Die Welt der Online-Dating-Plattformen steht vor einer radikalen Transformation. Justin McLeod, der Mann, der fast fünfzehn Jahre lang Millionen von Menschen beigebracht hat, nach rechts zu swipen, und das beliebte App Hinge gegründet hat, hat sein Unternehmen mit der festen Überzeugung verlassen: Das alte Modell funktioniert nicht mehr. Anstatt eine weitere Plattform für endloses Scrollen zu schaffen, startet er ein Projekt, das sich wie ein Szenario aus einer Dystopie der Serie „Black Mirror' anhört.

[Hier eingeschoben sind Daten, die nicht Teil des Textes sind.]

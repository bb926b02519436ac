pub mod pdf_parser;

pub use pdf_parser::{BatchOutput, PageAnnotation, PdfParser};

use async_trait::async_trait;
use regex::Regex;
use std::sync::Arc;
use tracing::{debug, info, warn};

use crate::storage::ObjectStore;
use crate::utils::{QuizError, QuizResult};

/// 文档 OCR 后端：异步批量识别，把页级 JSON 结果写到 `output_prefix` 下
#[async_trait]
pub trait OcrBackend: Send + Sync {
    async fn batch_annotate(&self, store: &dyn ObjectStore, source: &str, output_prefix: &str) -> QuizResult<()>;
}

#[derive(Debug, Clone, Copy, PartialEq, Eq)]
pub enum DocumentKind {
    Text,
    Paginated,
}

impl DocumentKind {
    pub fn from_content_type(content_type: &str) -> QuizResult<Self> {
        let essence = content_type
            .split(';')
            .next()
            .unwrap_or_default()
            .trim()
            .to_ascii_lowercase();
        match essence.as_str() {
            "application/pdf" | "application/x-pdf" => Ok(DocumentKind::Paginated),
            t if t.starts_with("text/") => Ok(DocumentKind::Text),
            _ => Err(QuizError::UnsupportedFormat(content_type.to_string())),
        }
    }
}

/// 把上传对象转换为纯文本
pub struct OcrExtractor {
    store: Arc<dyn ObjectStore>,
    backend: Arc<dyn OcrBackend>,
    min_text_chars: usize,
    blank_runs: Regex,
}

impl OcrExtractor {
    pub fn new(store: Arc<dyn ObjectStore>, backend: Arc<dyn OcrBackend>, min_text_chars: usize) -> QuizResult<Self> {
        // 行尾空白与连续空行
        let blank_runs = Regex::new(r"[ \t]*\n(?:[ \t]*\n)+[ \t]*|[ \t]+\n")
            .map_err(|e| QuizError::Internal(e.to_string()))?;
        Ok(Self {
            store,
            backend,
            min_text_chars,
            blank_runs,
        })
    }

    fn normalize_page(&self, text: &str) -> String {
        self.blank_runs
            .replace_all(text.trim(), |caps: &regex::Captures| {
                if caps[0].matches('\n').count() > 1 {
                    "\n\n"
                } else {
                    "\n"
                }
            })
            .into_owned()
    }

    pub async fn extract(&self, job_id: &str, path: &str, content_type: &str) -> QuizResult<String> {
        let kind = DocumentKind::from_content_type(content_type)?;
        info!("任务 {} 开始提取文本: {} ({:?})", job_id, path, kind);

        let text = match kind {
            DocumentKind::Text => {
                let data = self.store.read(path).await?;
                String::from_utf8(data)
                    .map_err(|e| QuizError::Ocr(format!("文本文件不是有效的 UTF-8 ({}): {}", path, e.utf8_error())))?
            }
            DocumentKind::Paginated => self.extract_paginated(job_id, path).await?,
        };

        let text = text.trim().to_string();
        let len = text.chars().count();
        if len < self.min_text_chars {
            return Err(QuizError::InsufficientContent {
                len,
                min: self.min_text_chars,
            });
        }

        info!("任务 {} 提取文本长度: {} 字符", job_id, len);
        Ok(text)
    }

    async fn extract_paginated(&self, job_id: &str, path: &str) -> QuizResult<String> {
        let prefix = format!("ocr-output/{}/", job_id);
        // 重试时先清掉上一次残留的中间结果
        self.discard(&prefix).await?;

        let result = match self.backend.batch_annotate(self.store.as_ref(), path, &prefix).await {
            Ok(()) => self.collect_pages(&prefix).await,
            Err(e) => Err(e),
        };

        if let Err(e) = self.discard(&prefix).await {
            warn!("任务 {} 清理 OCR 中间结果失败: {}", job_id, e);
        }
        result
    }

    /// 读取全部批次输出，按页码顺序拼接
    async fn collect_pages(&self, prefix: &str) -> QuizResult<String> {
        let mut pages: Vec<PageAnnotation> = Vec::new();
        for key in self.store.list(prefix).await? {
            let data = self.store.read(&key).await?;
            let batch: BatchOutput = serde_json::from_slice(&data)
                .map_err(|e| QuizError::Ocr(format!("OCR 输出 {} 格式错误: {}", key, e)))?;
            debug!("读取 OCR 输出 {}: {} 页", key, batch.responses.len());
            pages.extend(batch.responses);
        }

        if pages.is_empty() {
            return Err(QuizError::Ocr("OCR 未产生任何输出".to_string()));
        }

        pages.sort_by_key(|p| p.page_number);
        Ok(pages
            .iter()
            .map(|p| self.normalize_page(&p.text))
            .filter(|t| !t.is_empty())
            .collect::<Vec<_>>()
            .join("\n"))
    }

    async fn discard(&self, prefix: &str) -> QuizResult<()> {
        for key in self.store.list(prefix).await? {
            self.store.delete(&key).await?;
        }
        Ok(())
    }
}

#[cfg(test)]
mod tests {
    use super::*;
    use crate::storage::LocalObjectStore;

    /// 按固定页面写出多个批次（故意让字典序与页码顺序不一致）
    struct FixedPages(Vec<(u32, &'static str)>);

    #[async_trait]
    impl OcrBackend for FixedPages {
        async fn batch_annotate(&self, store: &dyn ObjectStore, _source: &str, output_prefix: &str) -> QuizResult<()> {
            for (page_number, text) in &self.0 {
                let output = BatchOutput {
                    responses: vec![PageAnnotation {
                        page_number: *page_number,
                        text: text.to_string(),
                    }],
                };
                let path = format!("{}output-{}-to-{}.json", output_prefix, page_number, page_number);
                store.write(&path, &serde_json::to_vec(&output)?).await?;
            }
            Ok(())
        }
    }

    fn extractor(dir: &std::path::Path, pages: Vec<(u32, &'static str)>, min: usize) -> (OcrExtractor, Arc<LocalObjectStore>) {
        let store = Arc::new(LocalObjectStore::new(dir));
        let extractor = OcrExtractor::new(store.clone(), Arc::new(FixedPages(pages)), min).unwrap();
        (extractor, store)
    }

    #[test]
    fn content_types_are_classified() {
        assert_eq!(DocumentKind::from_content_type("application/pdf").unwrap(), DocumentKind::Paginated);
        assert_eq!(
            DocumentKind::from_content_type("text/plain; charset=utf-8").unwrap(),
            DocumentKind::Text
        );
        let err = DocumentKind::from_content_type("image/png").unwrap_err();
        assert_eq!(err.code(), "UNSUPPORTED_FORMAT");
    }

    #[tokio::test]
    async fn pages_are_concatenated_in_order_and_artifacts_removed() {
        let dir = tempfile::tempdir().unwrap();
        let pages = vec![(10, "page ten"), (2, "page two"), (1, "page one")];
        let (extractor, store) = extractor(dir.path(), pages, 5);
        store.write("uploads/u1/notes.pdf", b"%PDF").await.unwrap();

        let text = extractor.extract("job-1", "uploads/u1/notes.pdf", "application/pdf").await.unwrap();
        assert_eq!(text, "page one\npage two\npage ten");
        assert!(store.list("ocr-output/").await.unwrap().is_empty());
    }

    #[tokio::test]
    async fn page_whitespace_is_collapsed() {
        let dir = tempfile::tempdir().unwrap();
        let (extractor, store) = extractor(dir.path(), vec![(1, "Fever  \n\n\n\n\nRash")], 1);
        store.write("uploads/u1/a.pdf", b"%PDF").await.unwrap();

        let text = extractor.extract("job-3", "uploads/u1/a.pdf", "application/pdf").await.unwrap();
        assert_eq!(text, "Fever\n\nRash");
    }

    #[tokio::test]
    async fn short_text_is_insufficient() {
        let dir = tempfile::tempdir().unwrap();
        let (extractor, store) = extractor(dir.path(), vec![], 100);
        store.write("uploads/u1/short.txt", "x".repeat(50).as_bytes()).await.unwrap();

        let err = extractor.extract("job-2", "uploads/u1/short.txt", "text/plain").await.unwrap_err();
        assert!(matches!(err, QuizError::InsufficientContent { len: 50, min: 100 }));
    }

    #[tokio::test]
    async fn invalid_utf8_text_is_rejected() {
        let dir = tempfile::tempdir().unwrap();
        let (extractor, store) = extractor(dir.path(), vec![], 1);
        let mut data = "Kawasaki disease criteria ".repeat(10).into_bytes();
        data.extend_from_slice(&[0xff, 0xfe, 0x00]);
        store.write("uploads/u1/latin1.txt", &data).await.unwrap();

        let err = extractor.extract("job-4", "uploads/u1/latin1.txt", "text/plain").await.unwrap_err();
        assert!(matches!(err, QuizError::Ocr(_)));
        assert_eq!(err.code(), "INTERNAL");
    }
}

Das Projekt „Du wirst tausendmal abgelehnt'

McLeods neue App heißt Overtone. Laut Beschreibung des Gründers ist dies kein traditionelles Dating-App. Hier fehlen die üblichen Profile, Match-Listen und die Mechanik des Durchwühlens von Profilen. Stattdessen analysiert der Algorithmus die Sprache des Nutzers und schlägt ein Treffen nur dann vor, wenn das System zwei Menschen für wirklich kompatibel hält.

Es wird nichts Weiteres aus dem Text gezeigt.